Dystonia as a prominent presenting feature in developmental and epileptic encephalopathies: A case series

• Published in: Parkinsonism & related disorders Vol. 90; pp. 73 - 78
• Main Authors: Dzinovic, Ivana, Škorvánek, Matej, Necpál, Ján, Boesch, Sylvia, Švantnerová, Jana, Wagner, Matias, Havránková, Petra, Pavelekova, Petra, Haň, Vladimír, Janzarik, Wibke G., Berweck, Steffen, Diebold, Isabel, Kuster, Alice, Jech, Robert, Winkelmann, Juliane, Zech, Michael
• Format: Journal Article
• Language: English
• Published: England Elsevier Ltd 01.09.2021; Elsevier
• Subjects: Adolescent; Brain Diseases - complications; Brain Diseases - genetics; Child; Child, Preschool; Dystonia; Dystonia - genetics; Epilepsy; Epilepsy-dyskinesia spectrum; Epileptic Syndromes - complications; Epileptic Syndromes - genetics; Female; Forkhead Transcription Factors - genetics; GTP-Binding Protein alpha Subunits, Gi-Go - genetics; Humans; Life Sciences; Male; Methyl-CpG-Binding Protein 2 - genetics; Nerve Tissue Proteins - genetics; Neurodevelopmental disease; Neurodevelopmental Disorders - complications; Neurodevelopmental Disorders - genetics; Phenotype; Receptors, GABA-A - genetics; Receptors, GABA-B - genetics; Epilepsy-dyskinesia spectrum; Neurodevelopmental disease; Dystonia; Epilepsy
• ISSN: 1353-8020; 1873-5126; 1873-5126
• DOI: 10.1016/j.parkreldis.2021.08.007

Although there has been increasing recognition of the occurrence of non-epileptic involuntary movements in developmental and epileptic encephalopathies (DEEs), the spectrum of dystonic presentations associated with these conditions remains poorly described.
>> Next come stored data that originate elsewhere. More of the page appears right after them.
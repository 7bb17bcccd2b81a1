//! # belfry-adapter-http-axum
//!
//! HTTP adapter built on [axum](https://docs.rs/axum).
//!
//! ## Responsibilities
//! - Serve a **JSON management API** under `/api` for reading the schedule
//!   document, editing schedules and their assignments, ringing the bell by
//!   hand, inspecting the engine and setting the clock
//! - Map HTTP requests into [`ScheduleService`](belfry_app::services::ScheduleService)
//!   calls (driving adapter)
//! - Map service results and errors into HTTP responses
//!
//! Authentication is left to whatever sits in front of the server.
//!
//! ## Dependency rule
//! Depends on `belfry-app` (for port traits and services) and `belfry-domain`
//! (for domain types used in request/response mapping). Never leaks axum types
//! into the domain.

pub mod api;
pub mod error;
pub mod router;
pub mod state;

#[cfg(test)]
pub(crate) mod test_support;
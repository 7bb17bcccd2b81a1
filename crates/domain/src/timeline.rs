//! Timeline — today's merged, sorted trigger sequence, plus the trigger
//! selector and the per-cycle firing decision.
//!
//! Slots are ordered by their time relative to today's local midnight. The
//! selector compares in the normalized seconds-since-midnight domain, so an
//! instantiated wild schedule that crosses midnight shows up as a decrease in
//! normalized time: a *day-boundary wrap*.

use std::collections::BTreeMap;

use crate::action::ActionSpec;
use crate::state::{EngineState, Tunables};
use crate::time::SECONDS_PER_DAY;

/// A single merged trigger.
#[derive(Debug, Clone, PartialEq)]
pub struct Slot {
    /// Seconds relative to today's local midnight; may be negative or exceed a day.
    pub at: i64,
    pub action: ActionSpec,
}

impl Slot {
    /// Normalized seconds since midnight.
    #[must_use]
    pub fn time_of_day(&self) -> i64 {
        self.at.rem_euclid(SECONDS_PER_DAY)
    }
}

/// Sorted merge of every schedule that applies today.
#[derive(Debug, Clone, Default, PartialEq)]
pub struct Timeline {
    slots: Vec<Slot>,
}

/// What the polling driver should do with the current timeline.
#[derive(Debug, Clone, Copy, PartialEq, Eq)]
pub enum Decision {
    /// Nothing applies today.
    Idle,
    /// Dispatch the slot at `index` now. `late_by` is zero for an on-time ring.
    Fire { index: usize, late_by: i64 },
    /// The selected trigger is this many seconds in the future.
    WaitUntil(i64),
    /// The selected trigger is due but the minimum gap has not elapsed yet.
    WaitForGap(i64),
    /// No slot qualifies, usually because today's run is over.
    Exhausted,
}

impl Timeline {
    /// Merge `(day_relative_time, action)` pairs. On an exact time collision
    /// the pair seen last wins.
    pub fn merge<'a>(triggers: impl IntoIterator<Item = (i64, &'a ActionSpec)>) -> Self {
        let merged: BTreeMap<i64, &ActionSpec> = triggers.into_iter().collect();
        Self {
            slots: merged
                .into_iter()
                .map(|(at, action)| Slot {
                    at,
                    action: action.clone(),
                })
                .collect(),
        }
    }

    #[must_use]
    pub fn slots(&self) -> &[Slot] {
        &self.slots
    }

    #[must_use]
    pub fn get(&self, index: usize) -> Option<&Slot> {
        self.slots.get(index)
    }

    #[must_use]
    pub fn len(&self) -> usize {
        self.slots.len()
    }

    #[must_use]
    pub fn is_empty(&self) -> bool {
        self.slots.is_empty()
    }

    #[must_use]
    pub fn is_last(&self, index: usize) -> bool {
        index + 1 == self.slots.len()
    }

    fn time_of_day(&self, index: usize) -> i64 {
        self.slots[index].time_of_day()
    }

    /// Index of the first slot after `midnight_resets` day-boundary wraps,
    /// or `0` when there are fewer wraps than that.
    fn wrap_start(&self, midnight_resets: u32) -> usize {
        let mut start = 0;
        let mut remaining = midnight_resets;
        while remaining > 0 {
            let wrap = (start + 1..self.slots.len())
                .find(|&i| self.time_of_day(i) < self.time_of_day(i - 1));
            match wrap {
                Some(index) => {
                    start = index;
                    remaining -= 1;
                }
                None => break,
            }
        }
        start
    }

    /// Pick the single slot that should act now.
    ///
    /// A slot qualifies when it has not been recorded yet (`progress < t`)
    /// and is either upcoming (`now <= t`) or missed by less than `max_wait`
    /// seconds.
    #[must_use]
    pub fn select(
        &self,
        progress: i64,
        now: i64,
        max_wait: i64,
        midnight_resets: u32,
    ) -> Option<usize> {
        let start = self.wrap_start(midnight_resets);
        (start..self.slots.len()).find(|&index| {
            let at = self.time_of_day(index);
            let late = now - at;
            progress < at && (late <= 0 || late < max_wait)
        })
    }

    /// Decide what to do at normalized time `now`.
    #[must_use]
    pub fn decide(&self, state: &EngineState, tunables: Tunables, now: i64) -> Decision {
        if self.slots.is_empty() {
            return Decision::Idle;
        }
        let Some(index) = self.select(
            state.progress,
            now,
            tunables.max_wait,
            state.midnight_reset_count,
        ) else {
            return Decision::Exhausted;
        };
        let at = self.time_of_day(index);
        if now < at {
            return Decision::WaitUntil(at - now);
        }
        let gap_ends = state.last_ring + tunables.gap;
        if gap_ends < now {
            Decision::Fire {
                index,
                late_by: now - at,
            }
        } else {
            Decision::WaitForGap(gap_ends + 1 - now)
        }
    }
}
We sought to expand the catalogue of dystonia-predominant phenotypes in monogenic DEEs, building on the recently introduced concept of an epilepsy-movement disorder spectrum. Cases were identified from a whole-exome-sequenced cohort of 45 pediatric index patients with complex dystonia (67% sequenced as parent-child trios). Review of molecular findings in DEE-associated genes was performed. For five individuals with identified DEE-causing variants, detailed information about presenting phenotypic features and the natural history of disease was obtained. De-novo pathogenic and likely pathogenic missense variants in GABRA1, GABBR2, GNAO1, and FOXG1 gave rise to infantile-onset persistent and paroxysmal dystonic manifestations, beginning in the limb or truncal musculature and progressing gradually to a generalized state. Coexisting, less prominent movement-disorder symptoms were observed and included myoclonic, ballistic, and stereotypic abnormal movements as well as choreoathetosis. Dystonia dominated over epileptic neurodevelopmental comorbidities in all four subjects and represented the primary indication for molecular genetic analysis. We also report the unusual case of an adult female patient with dystonia, tremor, and mild learning disability who was found to harbor a pathogenic frameshift variant in MECP2. Dystonia can be a leading clinical manifestation in different DEEs. A monogenic basis of disease should be considered on the association of dystonia and developmental delay-epilepsy presentations, justifying a molecular screening for variants in DEE-associated genes. •Epilepsy and non-epileptic abnormal movements can co-exist.•Five of 45 pediatric dystonia patients had variants in developmental and epileptic encephalopathy-related genes.•Mutant cases had complex dystonia but only minimal epileptic comorbidity.•Epilepsy and dystonia can form a phenotypical continuum within the category of neurodevelopmental disorders.•Epilepsy-related genes should be considered in genetic screening panels for dystonia.